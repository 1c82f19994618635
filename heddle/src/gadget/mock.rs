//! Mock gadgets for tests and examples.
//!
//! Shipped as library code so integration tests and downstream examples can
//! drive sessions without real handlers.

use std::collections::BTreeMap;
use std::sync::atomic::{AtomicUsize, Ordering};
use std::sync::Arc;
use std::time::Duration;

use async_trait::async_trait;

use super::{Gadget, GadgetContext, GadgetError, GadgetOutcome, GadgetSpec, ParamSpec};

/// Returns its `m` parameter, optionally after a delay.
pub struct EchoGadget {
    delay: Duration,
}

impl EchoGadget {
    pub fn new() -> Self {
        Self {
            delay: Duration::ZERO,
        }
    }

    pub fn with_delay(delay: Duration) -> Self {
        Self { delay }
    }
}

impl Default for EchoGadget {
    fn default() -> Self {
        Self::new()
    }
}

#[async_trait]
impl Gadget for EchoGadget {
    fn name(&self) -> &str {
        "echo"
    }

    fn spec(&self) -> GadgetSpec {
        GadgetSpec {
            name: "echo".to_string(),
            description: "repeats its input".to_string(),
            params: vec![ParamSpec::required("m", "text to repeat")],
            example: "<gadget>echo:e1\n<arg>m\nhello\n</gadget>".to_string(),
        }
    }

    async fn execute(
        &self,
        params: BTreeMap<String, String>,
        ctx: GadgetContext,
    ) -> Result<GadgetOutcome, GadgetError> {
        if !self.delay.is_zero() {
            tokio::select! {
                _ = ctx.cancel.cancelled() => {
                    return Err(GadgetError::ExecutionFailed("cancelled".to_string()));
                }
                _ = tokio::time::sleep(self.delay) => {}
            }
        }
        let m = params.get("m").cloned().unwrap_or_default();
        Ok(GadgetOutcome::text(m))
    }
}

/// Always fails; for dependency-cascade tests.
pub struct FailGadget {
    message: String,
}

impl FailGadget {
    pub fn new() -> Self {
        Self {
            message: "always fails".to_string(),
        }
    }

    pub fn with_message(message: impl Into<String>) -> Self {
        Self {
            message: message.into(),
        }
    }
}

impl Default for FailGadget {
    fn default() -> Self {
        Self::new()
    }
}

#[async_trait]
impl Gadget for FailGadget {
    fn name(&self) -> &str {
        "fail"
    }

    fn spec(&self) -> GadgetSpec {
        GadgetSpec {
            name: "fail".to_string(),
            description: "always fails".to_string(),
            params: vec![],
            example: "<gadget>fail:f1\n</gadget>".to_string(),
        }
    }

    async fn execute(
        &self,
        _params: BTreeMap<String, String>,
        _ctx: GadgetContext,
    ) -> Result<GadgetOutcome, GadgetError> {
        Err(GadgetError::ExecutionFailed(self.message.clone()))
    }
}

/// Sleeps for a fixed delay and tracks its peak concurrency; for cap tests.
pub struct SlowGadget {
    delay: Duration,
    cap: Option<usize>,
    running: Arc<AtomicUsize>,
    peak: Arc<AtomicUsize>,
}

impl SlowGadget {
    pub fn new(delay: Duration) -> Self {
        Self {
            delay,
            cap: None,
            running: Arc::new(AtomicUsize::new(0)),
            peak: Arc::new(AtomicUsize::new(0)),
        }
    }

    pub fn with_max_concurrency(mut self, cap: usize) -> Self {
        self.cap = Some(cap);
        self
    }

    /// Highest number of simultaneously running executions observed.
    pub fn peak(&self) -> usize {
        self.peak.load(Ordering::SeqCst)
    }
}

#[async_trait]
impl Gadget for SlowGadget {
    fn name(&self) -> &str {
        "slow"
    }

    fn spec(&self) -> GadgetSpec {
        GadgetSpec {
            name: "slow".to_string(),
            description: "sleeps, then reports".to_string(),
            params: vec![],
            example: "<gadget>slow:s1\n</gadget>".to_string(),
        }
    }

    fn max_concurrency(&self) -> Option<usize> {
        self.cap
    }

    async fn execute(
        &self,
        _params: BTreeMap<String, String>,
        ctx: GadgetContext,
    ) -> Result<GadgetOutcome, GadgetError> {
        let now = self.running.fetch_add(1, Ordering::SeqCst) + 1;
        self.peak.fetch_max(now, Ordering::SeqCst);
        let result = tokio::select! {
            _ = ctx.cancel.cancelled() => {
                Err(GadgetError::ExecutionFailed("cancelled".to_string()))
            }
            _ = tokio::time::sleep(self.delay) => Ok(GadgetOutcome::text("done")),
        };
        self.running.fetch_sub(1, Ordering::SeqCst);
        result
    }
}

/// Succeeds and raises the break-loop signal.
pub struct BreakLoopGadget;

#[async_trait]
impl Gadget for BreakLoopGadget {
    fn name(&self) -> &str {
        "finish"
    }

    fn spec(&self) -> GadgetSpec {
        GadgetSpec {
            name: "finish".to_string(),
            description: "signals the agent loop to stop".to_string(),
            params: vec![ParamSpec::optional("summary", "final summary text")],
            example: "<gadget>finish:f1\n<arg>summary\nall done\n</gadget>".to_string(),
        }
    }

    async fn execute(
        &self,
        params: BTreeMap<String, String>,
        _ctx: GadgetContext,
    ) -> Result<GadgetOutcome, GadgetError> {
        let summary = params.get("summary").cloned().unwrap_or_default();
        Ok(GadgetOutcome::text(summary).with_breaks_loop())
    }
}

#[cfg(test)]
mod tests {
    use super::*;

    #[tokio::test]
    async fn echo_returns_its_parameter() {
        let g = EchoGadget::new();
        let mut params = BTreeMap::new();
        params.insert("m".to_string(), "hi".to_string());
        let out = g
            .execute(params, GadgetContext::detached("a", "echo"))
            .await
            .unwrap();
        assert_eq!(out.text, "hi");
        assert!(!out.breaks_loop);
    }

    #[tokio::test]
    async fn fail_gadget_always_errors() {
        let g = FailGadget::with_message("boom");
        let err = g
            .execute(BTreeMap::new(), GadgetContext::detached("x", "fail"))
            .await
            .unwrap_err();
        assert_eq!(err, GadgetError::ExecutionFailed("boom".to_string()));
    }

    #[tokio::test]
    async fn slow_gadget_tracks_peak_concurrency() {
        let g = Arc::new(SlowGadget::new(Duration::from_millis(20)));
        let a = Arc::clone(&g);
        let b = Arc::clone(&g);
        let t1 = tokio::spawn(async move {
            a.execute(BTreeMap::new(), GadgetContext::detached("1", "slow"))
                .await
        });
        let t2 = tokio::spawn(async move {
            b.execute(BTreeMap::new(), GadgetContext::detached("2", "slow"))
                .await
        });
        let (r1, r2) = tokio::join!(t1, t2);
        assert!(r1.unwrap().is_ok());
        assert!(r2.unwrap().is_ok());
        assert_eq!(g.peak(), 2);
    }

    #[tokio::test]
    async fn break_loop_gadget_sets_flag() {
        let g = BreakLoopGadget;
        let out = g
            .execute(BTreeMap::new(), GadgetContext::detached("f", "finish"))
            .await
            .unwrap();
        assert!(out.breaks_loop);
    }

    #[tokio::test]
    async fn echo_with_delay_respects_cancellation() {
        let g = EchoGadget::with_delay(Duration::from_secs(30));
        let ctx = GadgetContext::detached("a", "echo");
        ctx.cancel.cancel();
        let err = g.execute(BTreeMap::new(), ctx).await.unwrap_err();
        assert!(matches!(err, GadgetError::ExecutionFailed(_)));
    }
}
* * *
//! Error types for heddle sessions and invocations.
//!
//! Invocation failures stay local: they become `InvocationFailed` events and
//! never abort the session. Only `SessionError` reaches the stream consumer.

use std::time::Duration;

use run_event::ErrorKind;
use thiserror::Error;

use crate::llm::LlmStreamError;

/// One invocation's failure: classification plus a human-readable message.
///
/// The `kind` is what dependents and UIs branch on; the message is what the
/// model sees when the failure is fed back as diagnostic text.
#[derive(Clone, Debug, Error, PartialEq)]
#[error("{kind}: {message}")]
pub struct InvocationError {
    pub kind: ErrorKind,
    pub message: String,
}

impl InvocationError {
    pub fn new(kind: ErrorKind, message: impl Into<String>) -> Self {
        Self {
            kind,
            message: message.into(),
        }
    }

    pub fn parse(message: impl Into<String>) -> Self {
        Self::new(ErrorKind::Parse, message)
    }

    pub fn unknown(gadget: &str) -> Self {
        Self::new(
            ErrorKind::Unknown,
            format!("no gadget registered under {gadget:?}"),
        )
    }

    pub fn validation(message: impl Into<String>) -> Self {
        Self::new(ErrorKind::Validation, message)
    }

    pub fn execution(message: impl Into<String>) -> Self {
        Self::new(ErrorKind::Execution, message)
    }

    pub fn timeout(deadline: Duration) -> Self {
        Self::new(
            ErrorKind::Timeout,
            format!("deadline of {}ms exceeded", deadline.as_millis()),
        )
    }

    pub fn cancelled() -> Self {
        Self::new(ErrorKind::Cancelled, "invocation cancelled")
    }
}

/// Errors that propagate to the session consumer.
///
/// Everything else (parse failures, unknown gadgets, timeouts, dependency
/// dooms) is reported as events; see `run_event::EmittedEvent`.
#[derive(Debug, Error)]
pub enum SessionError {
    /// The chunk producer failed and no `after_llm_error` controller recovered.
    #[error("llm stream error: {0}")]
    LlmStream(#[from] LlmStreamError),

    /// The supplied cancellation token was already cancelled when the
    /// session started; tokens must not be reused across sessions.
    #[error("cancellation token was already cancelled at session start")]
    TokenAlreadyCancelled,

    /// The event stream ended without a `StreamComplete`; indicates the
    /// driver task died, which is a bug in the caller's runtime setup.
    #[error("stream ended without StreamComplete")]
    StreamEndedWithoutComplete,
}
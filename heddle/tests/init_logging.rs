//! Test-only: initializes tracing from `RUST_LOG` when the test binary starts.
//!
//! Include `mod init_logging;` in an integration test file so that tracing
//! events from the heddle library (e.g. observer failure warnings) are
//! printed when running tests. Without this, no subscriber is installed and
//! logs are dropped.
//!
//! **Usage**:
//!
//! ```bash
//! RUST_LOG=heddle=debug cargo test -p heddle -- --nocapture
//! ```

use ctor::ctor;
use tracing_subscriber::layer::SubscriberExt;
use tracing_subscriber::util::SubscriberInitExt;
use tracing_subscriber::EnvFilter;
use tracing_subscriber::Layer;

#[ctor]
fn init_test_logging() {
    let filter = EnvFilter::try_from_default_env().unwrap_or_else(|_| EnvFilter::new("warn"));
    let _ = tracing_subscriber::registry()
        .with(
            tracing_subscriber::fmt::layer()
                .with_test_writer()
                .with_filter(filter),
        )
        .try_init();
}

== INSTRUCTIONS TO FOLLOW ==
In the records, which lines use the word "failures"? Report them.

== TASK OUTPUT ==
//! Invocation failures stay local: they become `InvocationFailed` events and
/// Everything else (parse failures, unknown gadgets, timeouts, dependency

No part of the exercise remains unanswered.